4. There is no cure for herpes because herpes is simply a condition….not a disease. The Herpes Simplex Virus is not Herpes Simplex: the former is simply a virus (a potential cause) named after the effect for which it is best known, while the latter is one of the many diseases (a potential effect) that the former may or may not cause in its host. (Just as having VZV doesn’t automatically mean you have shingles and hosting HIV doesn’t automatically mean you have AIDS.) Thus, “Herpes” technically refers to the skin sores which can be caused by the virus, but in most carriers – over 80% – that doesn’t occur. If they actually were “the same thing”, as many prefer to believe,  Herpes Simplex sores would occur in 100% of carriers. It’s important to be able to differentiate cause and effect in order to understand all the shady advertising. 5.

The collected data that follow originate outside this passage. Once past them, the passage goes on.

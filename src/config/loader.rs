//! Configuration loader with environment variable expansion

use super::{Config, ConfigError};
use lazy_static::lazy_static;
use regex_lite::Regex;
use std::path::Path;

lazy_static! {
    // ${VAR} or ${VAR:-default}
    static ref ENV_VAR: Regex =
        Regex::new(r"\$\{([A-Z_][A-Z0-9_]*)(?::-([^}]*))?\}").expect("valid env var pattern");
}

/// Configuration loader
pub struct ConfigLoader;

impl ConfigLoader {
    /// Load configuration from a file
    pub fn load<P: AsRef<Path>>(path: P) -> Result<Config, ConfigError> {
        let content = std::fs::read_to_string(path)?;
        Self::parse(&content)
    }

    /// Parse and validate configuration from YAML text
    pub fn parse(content: &str) -> Result<Config, ConfigError> {
        let expanded = Self::expand_env_vars(content);
        let config: Config = serde_yaml::from_str(&expanded)?;
        config.validate()?;
        Ok(config)
    }

    /// Expand environment variables.
    ///
    /// Supports two syntaxes:
    /// - `${VAR_NAME}` - keeps the placeholder if the variable is not set
    /// - `${VAR_NAME:-default}` - falls back to `default`
    fn expand_env_vars(content: &str) -> String {
        ENV_VAR
            .replace_all(content, |cap: &regex_lite::Captures<'_>| {
                match std::env::var(&cap[1]) {
                    Ok(value) => value,
                    Err(_) => match cap.get(2) {
                        Some(default) => default.as_str().to_string(),
                        None => cap[0].to_string(),
                    },
                }
            })
            .into_owned()
    }
}
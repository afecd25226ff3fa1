//! Response helpers

use crate::ingest::IngestError;
use bytes::Bytes;
use http_body_util::Full;
use hyper::header::{HeaderValue, CONTENT_TYPE, WWW_AUTHENTICATE};
use hyper::{Response, StatusCode};
use serde::Serialize;

pub type HttpResponse = Response<Full<Bytes>>;

/// Response with `body` and a static content type
pub fn bytes_response(
    status: StatusCode,
    content_type: &'static str,
    body: impl Into<Bytes>,
) -> HttpResponse {
    let mut response = Response::new(Full::new(body.into()));
    *response.status_mut() = status;
    response
        .headers_mut()
        .insert(CONTENT_TYPE, HeaderValue::from_static(content_type));
    response
}

pub fn json_response<T: Serialize>(status: StatusCode, value: &T) -> HttpResponse {
    match serde_json::to_vec(value) {
        Ok(body) => bytes_response(status, "application/json", body),
        Err(e) => {
            tracing::error!(error = %e, "Failed to serialize response");
            error_json(StatusCode::INTERNAL_SERVER_ERROR, "Internal server error")
        }
    }
}

/// `{"error": message}`
pub fn error_json(status: StatusCode, message: &str) -> HttpResponse {
    let body = serde_json::json!({ "error": message });
    bytes_response(status, "application/json", body.to_string())
}

/// Map an [`IngestError`] to its status and public message
pub fn error_response(error: &IngestError) -> HttpResponse {
    let status = error.status_code();
    let mut response = error_json(status, &error.public_message());

    if status == StatusCode::UNAUTHORIZED {
        response
            .headers_mut()
            .insert(WWW_AUTHENTICATE, HeaderValue::from_static("Bearer"));
    }
    response
}

pub fn not_found() -> HttpResponse {
    error_json(StatusCode::NOT_FOUND, "Not Found")
}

To buy the Erase Herpes “modules”, you are required to use Clickbank. This Internet payment gateway has generated a number of complaints about difficulties in securing refunds and getting responses. It is unregulated and known to serve unscrupulous businesses. It is akin to going into the wrong bar in a bad neighborhood;  they may serve the same booze but you’d not want to hang with the other patrons. Yet, Clickbank apparently delisted Erase Herpes, so you can’t buy its rip-off product from Clickbank. So the scammers created some other sites that they redirect to….these sites are still listed with Clickbank. All these so-called cures tell you pretty much the same thing:  S eat right (limit seeds, nuts, chocolate and caffeine/stimulants; be sure to get meats and dairy), get rest, avoid too much sun, alcohol and tobacco and reduce mental and emotional stress.

Essentially, they are just saying to take care of your overall health. And, not surprisingly, the cold sores will go away in less than two weeks because cold sores rarely last longer than that. You are spending your money for obvious and readily available information. Based upon our findings, we strongly recommend against anyone forking over their hard-earned money for an overpriced, medically-questionable Internet offer. If you choose to hand-over your $37 to this unscrupulous marketing machine, then be prepared for what follows because once they find someone willing to part with their hard-earned money, you can be sure that they’ll be back with more dubious offers. Diabetes Free isn’t the only offender. Other alleged herpes cures use the same tactics to reduce your bank account rather than your insulin levels.

You’ll now be marked as a “cow” and they’ll try to milk you every way they can with additional offers and costly upgrades. You may want to think twice before you give your money to these and similar Internet infoscammers. The video says “we aren’t in it for the money” and claims you can return the money. This isn’t the only thing you shouldn’t believe in the video, but recall our warning above that your money may not be coming back when you ask for it from Clickbank.